GENEVA: The coronavirus pandemic is taking a heavier toll on jobs than previously feared, the UN said on Wednesday, with hundreds of millions of jobs lost and workers suffering a “massive” drop in earnings.
In a fresh study, the International Labour Organisation (ILO) found that by the mid-year point, global working hours had declined by 17.3 per cent compared to last December — equivalent to nearly 500 million full-time jobs.
That is nearly 100 million more job-equivalents than the number forecast by the ILO back in June, when it expected 14 percent of working hours to be lost by the end of the second three-month period of the year.
“The impact has been catastrophic,” ILO chief Guy Ryder told reporters in a virtual briefing, pointing out that global labour income had shrunk by 10.7 percent during the first nine months of the year compared to the same period in 2019.
That amounts to a drop of some $3.5 trillion, or 5.5 percent of the overall global gross domestic product (GDP), the ILO said.
Since surfacing in China late last year, the novel coronavirus has killed nearly one million people worldwide out of the more than 31 million infected.
In addition to the health challenges, lockdowns, travel restrictions and other measures taken to rein in the virus have had a devastating impact on jobs and income across the globe.
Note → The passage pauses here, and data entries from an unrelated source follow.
use crate::env::Environment;
use crate::error::ShellError;
use std::fmt;
use std::fs::File;
use std::io::{self, Read, Write};
use std::process::Stdio;

/// Conventional process exit code type used by this crate.
///
/// A value of 0 indicates success; any non-zero value indicates failure.
pub type ExitCode = i32;

/// How a command finished.
///
/// Built-ins always report [`Status::Exited`]; external programs may also be
/// killed by a signal.
#[derive(Debug, Clone, Copy, PartialEq, Eq)]
pub enum Status {
    /// Normal termination with the given exit code.
    Exited(ExitCode),
    /// Termination by the given signal number.
    Signaled(i32),
}

impl Status {
    pub fn success(self) -> bool {
        self == Status::Exited(0)
    }
}

impl fmt::Display for Status {
    fn fmt(&self, f: &mut fmt::Formatter<'_>) -> fmt::Result {
        match self {
            Status::Exited(code) => write!(f, "Child exited with status {code}"),
            Status::Signaled(signal) => write!(f, "Child terminated by signal {signal}"),
        }
    }
}

/// Abstraction over a readable input stream that can also hand out a
/// [`Stdio`] handle for spawning external processes.
///
/// The handle must refer to the same underlying stream, so that a child and
/// later readers share one read position.
pub trait Stdin: Read {
    /// Produce a [`Stdio`] handle suitable for `std::process::Command`.
    fn stdio(&self) -> io::Result<Stdio>;
}

impl Stdin for File {
    fn stdio(&self) -> io::Result<Stdio> {
        Ok(self.try_clone()?.into())
    }
}

/// Abstraction over a writable output stream used by commands.
pub trait Stdout: Write {
    /// A [`Stdio`] handle a child can write to directly.
    ///
    /// `None` means the stream lives in memory: the child's output has to be
    /// piped back and copied into this writer.
    fn stdio(&self) -> Option<Stdio>;
}

impl Stdout for io::Stdout {
    fn stdio(&self) -> Option<Stdio> {
        Some(Stdio::inherit())
    }
}

/// Object-safe trait for any command that can be executed by the shell.
///
/// This is implemented by built-ins via a blanket impl and by external commands.
pub trait ExecutableCommand {
    /// Executes the command, blocking until it has finished.
    fn execute(
        self: Box<Self>,
        stdin: &mut dyn Stdin,
        stdout: &mut dyn Stdout,
        env: &mut Environment,
    ) -> Result<Status, ShellError>;
}

/// One entry of the keyword table: a named factory for a built-in command.
pub trait CommandFactory {
    /// The keyword this factory answers to, e.g. "cd".
    fn name(&self) -> &'static str;

    /// Create a command instance for the words following the keyword.
    fn create(&self, args: &[&str]) -> Box<dyn ExecutableCommand>;
}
The ILO also warned that the outlook for the final three months of 2020 had “worsened significantly” since its last report in June.
The organisation had previously forecast that global working hours would be 4.9 percent lower in the fourth quarter than a year earlier, but said it now expected an 8.6 percent drop, which corresponds to 245 million full-time jobs.
It explained that workers in developing and emerging economies, especially those in informal jobs, had been much more affected than in past crises.
The ILO also pointed out that while many of the most stringent workplace closures have been relaxed, 94 percent of the world’s workers were in countries where some sort of workplace restrictions remain in place.
And Sangheon Lee, head of ILO’s employment policy division, warned that the situation for workers could worsen further.
If second waves of infections bring tighter restrictions and new lockdowns, he said, “the impact on the labour market could be comparable to the magnitude we saw in the second quarter of this year”.
Ryder cautioned against those pushing for policy makers to focus on economy over health in their response to the pandemic.
“It is very clear … that the capacity and the speed with which the global economy can get out of its labour market slump is intimately linked to our capacity to control the pandemic,” he said.
“These two things are very, very intimately intertwined, and we have to act on that understanding.” The ILO’s report meanwhile showed that the labour market devastation could have been worse without the numerous fiscal stimulus packages provided by governments.
Without such stimulus efforts — amounting to around $9.6 trillion globally — global working hours would have shrunk by a full 28 percent in the second quarter, it said.
But it warned that fiscal stimulus was delivered very unevenly, with low- and middle-income countries receiving around $982 billion less in overall support than their wealthy counterparts.
Ryder urged international efforts to close the gap, insisting that “no group, country or region can beat this crisis alone.”